» **Exercise input**

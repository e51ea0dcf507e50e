//! Domain models shared by the client, coordinators and entities

pub mod mode;
pub mod pending;
pub mod status;
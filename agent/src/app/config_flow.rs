//! Connection check run before a device is configured

use std::time::Duration;

use tracing::{error, info};

use crate::errors::WattrixError;
use crate::http::client::HttpClient;
use crate::http::device::DeviceApi;
use crate::models::status::StatusSnapshot;

/// Error key reported when the device does not answer
pub const CANNOT_CONNECT: &str = "cannot_connect";

/// Probe `GET /version`; only HTTP 200 with a JSON object is a success.
pub async fn validate_device(device: &dyn DeviceApi) -> Result<StatusSnapshot, WattrixError> {
    match device.get_version().await {
        Ok(version) => {
            info!("Wattrix device answered: {:?}", version);
            Ok(version)
        }
        Err(e) => {
            error!("Error connecting to Wattrix API: {}", e);
            Err(WattrixError::ConfigError(format!("{} ({})", CANNOT_CONNECT, e)))
        }
    }
}

/// Validate a base URL before it is stored
pub async fn validate_connection(base_url: &str, timeout: Duration) -> Result<StatusSnapshot, WattrixError> {
    let client = HttpClient::new(base_url, timeout)?;
    validate_device(&client).await
}
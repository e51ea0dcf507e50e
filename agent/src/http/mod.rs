//! Device REST client

pub mod client;
pub mod device;
//! Settings file management

use std::path::{Path, PathBuf};

use serde::{Deserialize, Serialize};
use url::Url;

use crate::errors::WattrixError;
use crate::logs::LogLevel;

/// Default settings location
pub const DEFAULT_SETTINGS_PATH: &str = "/etc/wattrix/settings.json";

/// Agent settings
#[derive(Debug, Clone, Serialize, Deserialize)]
pub struct Settings {
    /// Log level
    #[serde(default)]
    pub log_level: LogLevel,

    /// Emit logs as JSON lines
    #[serde(default)]
    pub log_json: bool,

    /// Also write daily-rolling log files into this directory
    #[serde(default)]
    pub log_dir: Option<PathBuf>,

    /// Device connection
    #[serde(default)]
    pub device: DeviceSettings,

    /// Status polling interval in seconds
    #[serde(default = "default_polling_interval")]
    pub polling_interval_secs: u64,

    /// Serial number / version / device info polling interval in seconds
    #[serde(default = "default_polling_interval")]
    pub info_polling_interval_secs: u64,

    /// Local API server
    #[serde(default)]
    pub server: ServerSettings,

    /// Device push events
    #[serde(default)]
    pub events: EventSettings,
}

fn default_true() -> bool {
    true
}

fn default_polling_interval() -> u64 {
    15
}

impl Default for Settings {
    fn default() -> Self {
        Self {
            log_level: LogLevel::Info,
            log_json: false,
            log_dir: None,
            device: DeviceSettings::default(),
            polling_interval_secs: default_polling_interval(),
            info_polling_interval_secs: default_polling_interval(),
            server: ServerSettings::default(),
            events: EventSettings::default(),
        }
    }
}

impl Settings {
    /// Read settings from a JSON file
    pub async fn load(path: impl AsRef<Path>) -> Result<Self, WattrixError> {
        let contents = tokio::fs::read_to_string(path.as_ref()).await?;
        let settings = serde_json::from_str(&contents)?;
        Ok(settings)
    }

    /// Check the values that cannot be defaulted
    pub fn validate(&self) -> Result<(), WattrixError> {
        self.device.parsed_base_url()?;

        if self.polling_interval_secs == 0 || self.info_polling_interval_secs == 0 {
            return Err(WattrixError::ConfigError(
                "Polling intervals must be at least 1 second".to_string(),
            ));
        }
        if self.device.request_timeout_secs == 0 {
            return Err(WattrixError::ConfigError(
                "Request timeout must be at least 1 second".to_string(),
            ));
        }
        Ok(())
    }
}

/// Device connection settings
#[derive(Debug, Clone, Serialize, Deserialize)]
pub struct DeviceSettings {
    /// Base URL of the device REST API, e.g. `http://wattrix.local:8000`
    #[serde(default)]
    pub base_url: String,

    /// Per-request timeout in seconds
    #[serde(default = "default_request_timeout")]
    pub request_timeout_secs: u64,
}

fn default_request_timeout() -> u64 {
    10
}

impl Default for DeviceSettings {
    fn default() -> Self {
        Self {
            base_url: String::new(),
            request_timeout_secs: default_request_timeout(),
        }
    }
}

impl DeviceSettings {
    pub fn parsed_base_url(&self) -> Result<Url, WattrixError> {
        if self.base_url.trim().is_empty() {
            return Err(WattrixError::ConfigError(
                "device.base_url is required".to_string(),
            ));
        }

        let url = Url::parse(&self.base_url)
            .map_err(|e| WattrixError::ConfigError(format!("Invalid device URL {}: {}", self.base_url, e)))?;
        match url.scheme() {
            "http" | "https" => Ok(url),
            scheme => Err(WattrixError::ConfigError(format!(
                "Unsupported device URL scheme: {}",
                scheme
            ))),
        }
    }
}

/// Local API server settings
#[derive(Debug, Clone, Serialize, Deserialize)]
pub struct ServerSettings {
    #[serde(default = "default_true")]
    pub enabled: bool,

    #[serde(default = "default_server_host")]
    pub host: String,

    #[serde(default = "default_server_port")]
    pub port: u16,
}

fn default_server_host() -> String {
    "127.0.0.1".to_string()
}

fn default_server_port() -> u16 {
    8124
}

impl Default for ServerSettings {
    fn default() -> Self {
        Self {
            enabled: true,
            host: default_server_host(),
            port: default_server_port(),
        }
    }
}

/// Device push event settings
#[derive(Debug, Clone, Serialize, Deserialize)]
pub struct EventSettings {
    #[serde(default)]
    pub enabled: bool,

    /// WebSocket port on the device host
    #[serde(default = "default_events_port")]
    pub port: u16,

    #[serde(default = "default_reconnect_delay")]
    pub reconnect_delay_secs: u64,
}

fn default_events_port() -> u16 {
    8765
}

fn default_reconnect_delay() -> u64 {
    5
}

impl Default for EventSettings {
    fn default() -> Self {
        Self {
            enabled: false,
            port: default_events_port(),
            reconnect_delay_secs: default_reconnect_delay(),
        }
    }
}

» **Instructions to follow**
The response must repeat exactly the lines from the top of the material through the line containing "use std::time::Duration;", both included, with no other output.

» **Answer box**
repository e51ea0dcf507e50e
//! Domain models shared by the client, coordinators and entities

pub mod mode;
pub mod pending;
pub mod status;
filename agent/src/app/config_flow.rs
//! Connection check run before a device is configured

use std::time::Duration;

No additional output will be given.